“Identity is a prison you can never escape, but the way to redeem your past is not to run from it, but to try to understand it, and use it as a foundation to grow.” This is a quote said by Jay-Z and it relates to what is expressed throughout the two books, House on Mango Street by Sandra Cisneros, and, American Born Chinese by Gene Luen Yang. In House on Mango Street, a girl named Esperanza deals with the struggles of growing up such as poverty, getting made fun of, and making friends. In American Born Chinese, there are three different storylines, the story of Chin-Kee and Danny, Jin, and the Monkey King. Likewise, to House on Mango Street, all of these deal with the struggles of their true identities. They want to be a different person from what they already are. In both House on Mango Street and American Born Chinese, the common theme is that you can't escape your true identity. This common theme is expressed in three different ways.
One way that the common theme, you can’t escape your true identity, is expressed in both stories is through Esperanza and Jin wanting to change who they truly are because of their identity. In House on Mango Street, Esperanza says, 'I would like to baptize myself under a new name, a name more like the real me, the one nobody sees. Esperanza as Lisandra or Maritza or Zeze the X. Yes. Something like Zeze the X will do.' (pg 11) This wish to change her name shows that she doesn’t like who she truly is, and she wants to become someone she isn't. Her parents picked her name for a reason and Esperanza must understand that. In American Born Chinese, Jin has a crush on a girl named Amelia. Jin, however, thinks he not as good as a boy named Greg, so he tries to look just like him by turning his hair into curly hair. This obviously isn’t Jin and, again, it shows that Jin is being someone he is not.

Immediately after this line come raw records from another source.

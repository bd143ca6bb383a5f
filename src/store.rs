//! File-backed document store: news items as a JSON array or as JSON lines.

use std::path::Path;

use anyhow::{Context, Result};
use chrono::Duration;
use tracing::{debug, info};

use crate::narr::model::NewsItem;

/// Load news items from `path`. A file whose first non-blank character is
/// `[` is read as a JSON array, anything else as one item per line.
pub fn load_items<P: AsRef<Path>>(path: P) -> Result<Vec<NewsItem>> {
    let path = path.as_ref();
    let raw = std::fs::read_to_string(path)
        .with_context(|| format!("Unable to read news items from {}", path.display()))?;
    let items = parse_items(&raw).with_context(|| format!("Invalid news items in {}", path.display()))?;
    info!(path = %path.display(), items = items.len(), "news items loaded");
    Ok(items)
}

pub fn parse_items(raw: &str) -> Result<Vec<NewsItem>> {
    if raw.trim_start().starts_with('[') {
        return Ok(serde_json::from_str(raw)?);
    }
    raw.lines()
        .enumerate()
        .filter(|(_, line)| !line.trim().is_empty())
        .map(|(idx, line)| {
            serde_json::from_str(line).with_context(|| format!("line {}", idx + 1))
        })
        .collect()
}

/// Keep items published within `hours` of the newest dated item, in their
/// original order. Undated items are always kept.
pub fn within_window(items: Vec<NewsItem>, hours: u32) -> Vec<NewsItem> {
    let Some(newest) = items.iter().filter_map(|i| i.published_at).max() else {
        return items;
    };
    let cutoff = newest - Duration::hours(i64::from(hours));
    let before = items.len();
    let kept = items
        .into_iter()
        .filter(|i| i.published_at.is_none_or(|at| at >= cutoff))
        .collect::<Vec<NewsItem>>();
    debug!(before, after = kept.len(), hours, "time window applied");
    kept
}

#[cfg(test)]
mod tests {
    use std::io::Write;

    use chrono::{TimeZone, Utc};

    use super::*;
    use crate::narr::model::UNKNOWN_SOURCE;

    #[test]
    fn test_parse_array_and_lines() {
        let array = r#"[
            {"title": "First", "link": "https://a.example/1", "source_name": "Wire"},
            {"title": "Second", "description": "Body"}
        ]"#;
        let items = parse_items(array).unwrap();
        assert_eq!(items.len(), 2);
        assert_eq!(items[0].source(), "Wire");
        assert_eq!(items[1].source(), UNKNOWN_SOURCE);
        assert_eq!(items[1].description, "Body");

        let lines = "{\"title\": \"First\"}\n\n{\"title\": \"Second\", \"id\": 7}\n";
        let items = parse_items(lines).unwrap();
        assert_eq!(items.len(), 2);
        assert_eq!(items[1].id, Some(7));

        let err = parse_items("{\"title\": \"ok\"}\nnot json").unwrap_err();
        assert!(format!("{:#}", err).contains("line 2"));
    }

    #[test]
    fn test_load_items_from_file() {
        let mut file = tempfile::NamedTempFile::new().unwrap();
        writeln!(file, "{{\"title\": \"One\", \"link\": \"l1\"}}").unwrap();
        writeln!(file, "{{\"title\": \"Two\", \"link\": \"l2\"}}").unwrap();
        let items = load_items(file.path()).unwrap();
        assert_eq!(
            items.iter().map(|i| i.title.as_str()).collect::<Vec<_>>(),
            vec!["One", "Two"]
        );
        assert!(load_items(file.path().with_extension("missing")).is_err());
    }

    #[test]
    fn test_within_window() {
        let at = |hour| Some(Utc.with_ymd_and_hms(2024, 3, 9, hour, 0, 0).unwrap());
        let items = vec![
            NewsItem {
                published_at: at(1),
                ..NewsItem::new("old")
            },
            NewsItem::new("undated"),
            NewsItem {
                published_at: at(20),
                ..NewsItem::new("recent")
            },
            NewsItem {
                published_at: at(22),
                ..NewsItem::new("newest")
            },
        ];
        let kept = within_window(items, 6);
        assert_eq!(
            kept.iter().map(|i| i.title.as_str()).collect::<Vec<_>>(),
            vec!["undated", "recent", "newest"]
        );
    }
}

Another way the theme is expressed is through Esperanza and Danny dealing with the struggles of family. Esperanza is jealous of the kids who get to have lunch at the canteen while she has to eat lunch at home. So, Esperanza asks her mom to send in a note for Esperanza to bring lunch into school and her mom does. Esperanza brings in a rice sandwich. However, the Sister Superior of the school doesn’t accept the note and says she lives too close while pointing at tenements outside of the school. This makes Esperanza feel very embarrassed and it shows that through family and identity, can come embarrassment. On the other hand, Danny, in American Born Chinese, encounters embarrassment because of his cousin Chin-Kee. Throughout Danny’s school year, Chin-Kee has been constantly ruining his life by doing embarrassing acts. These embarrassing acts include making Danny’s friends feel very uncomfortable, peeing in coke cans, and dancing and singing on tables.
The last way this theme of not being able to escape your true identity is expressed is by the characters realizing that this theme is true. In House on Mango Street, Esperanza visits a witch-woman named Elinita and asks her if she has a house in the future. But, Elinita sees a home in the heart and makes Esperanza feel like it was useless coming to her. The home in the heart, however, symbolizes that Esperanza must belong to herself and understand that she can’t escape her true and real identity. Later in the book, Esperanza does realize this theme. She knows that she can never really escape Mango Street and accepts herself as who she is. In American Born Chinese, both Jin and Monkey King find their true identity and realize they cannot escape it. The reason that Danny is not included is because Danny is the person Jin wants to become. As Danny is something Jin is not, Jin realizes this when the Monkey King tells him how he realized how good it was to be a monkey. Before all this, Monkey King is stuck under the rocks that Tze-Yo-Tzuh, the creator of the universe, trapped him in. Then, a man named Lai-Tsao comes along and encourages him to break out from the rocks. After attempting a couple of times, Monkey King finally breaks out from these rocks. Not only did he free himself, but he accepted himself. He realized that he couldn’t be more than who he truly was or be someone he wasn’t because in the end, he would still be Monkey King.